* [Work instruction]: The answer must consist of each line below that holds the word "offset", copied as it stands.

* [Records supplied]:
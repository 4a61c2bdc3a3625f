// Copyright (c) 2025 R3BL LLC. Licensed under Apache License, Version 2.0.

//! [`ChunkedStringN`] owns a chain of [`Block`]s and implements every sequence operation
//! by walking, and when needed relinking, that chain.
//!
//! The methods are organized into focused modules:
//! - `construct` - Constructors and conversions from text.
//! - `access` - Length, indexed reads and writes.
//! - `append` - Tail growth and splicing a whole sequence onto the end.
//! - `substring` - Extracting a range into a new, independently owned sequence.
//! - `insert` - Splitting the chain and splicing a sequence into the gap.
//! - `display` - Stringification and comparisons.
//! - `iterator` - Iterators over blocks and units.
//!
//! # Chain shape
//!
//! A sequence built only by appending characters is *packed*: every block except the
//! tail is full. Splicing (see [`ChunkedStringN::append_chunked`] and
//! [`ChunkedStringN::insert_chunked`]) links chains as they are, so partially filled
//! blocks can show up in the middle of a chain. Every traversal uses each block's own
//! length, so this never affects results. The one shape that is never produced is an
//! empty block anywhere other than the head of an empty sequence.

// Attach sources.
pub mod access;
pub mod append;
pub mod construct;
pub mod display;
pub mod insert;
pub mod iterator;
pub mod substring;

// Re-export.
pub use iterator::*;

use crate::{Block, DEFAULT_BLOCK_CAPACITY};

/// A chunked string w/ the default block capacity of [`DEFAULT_BLOCK_CAPACITY`] units.
pub type ChunkedString = ChunkedStringN<DEFAULT_BLOCK_CAPACITY>;

/// Mutable character sequence stored as a singly linked chain of blocks that hold up to
/// `N` units each.
///
/// The `head` block always exists. The empty sequence is a single block w/ no units.
pub struct ChunkedStringN<const N: usize> {
    head: Box<Block<N>>,
}

/// Chain walking helpers shared by the operation modules.
impl<const N: usize> ChunkedStringN<N> {
    /// Wrap an already built chain.
    pub(crate) fn from_chain(head: Box<Block<N>>) -> Self { Self { head } }

    /// Give up ownership of the chain, leaving nothing behind.
    pub(crate) fn into_chain(self) -> Box<Block<N>> { self.head }

    pub(crate) fn head(&self) -> &Block<N> { &self.head }

    /// The last block of the chain, which is the only place that tail growth writes to.
    pub(crate) fn tail_mut(&mut self) -> &mut Block<N> {
        let mut current: &mut Block<N> = &mut self.head;
        loop {
            match current.next {
                Some(ref mut next) => current = next.as_mut(),
                None => return current,
            }
        }
    }

    /// The unit at `index`, or [None] when `index >= len`.
    pub(crate) fn locate_mut(&mut self, index: usize) -> Option<&mut char> {
        let mut offset = 0;
        let mut current: &mut Block<N> = &mut self.head;
        loop {
            let count = current.len();
            if index < offset + count {
                return current.get_mut(index - offset);
            }
            offset += count;
            match current.next {
                Some(ref mut next) => current = next.as_mut(),
                None => return None,
            }
        }
    }

    /// Cut the chain so that `self` keeps `0..index` and the returned chain holds
    /// `index..len`. The caller guarantees that `index <= len`.
    ///
    /// The cut happens in the first block whose end is at or past `index`. When `index`
    /// lands on a block boundary the link between the two blocks is cut, otherwise the
    /// block is split in two. This never leaves an empty block in the middle of a chain.
    pub(crate) fn split_at(&mut self, index: usize) -> Option<Box<Block<N>>> {
        let mut offset = 0;
        let mut current: &mut Block<N> = &mut self.head;
        loop {
            let count = current.len();
            if index <= offset + count {
                return current.split_off(index - offset);
            }
            offset += count;
            match current.next {
                Some(ref mut next) => current = next.as_mut(),
                None => return None,
            }
        }
    }
}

* [Expected output]:
        let mut offset = 0;
            if index < offset + count {
                return current.get_mut(index - offset);
            offset += count;
        let mut offset = 0;
            if index <= offset + count {
                return current.split_off(index - offset);
            offset += count;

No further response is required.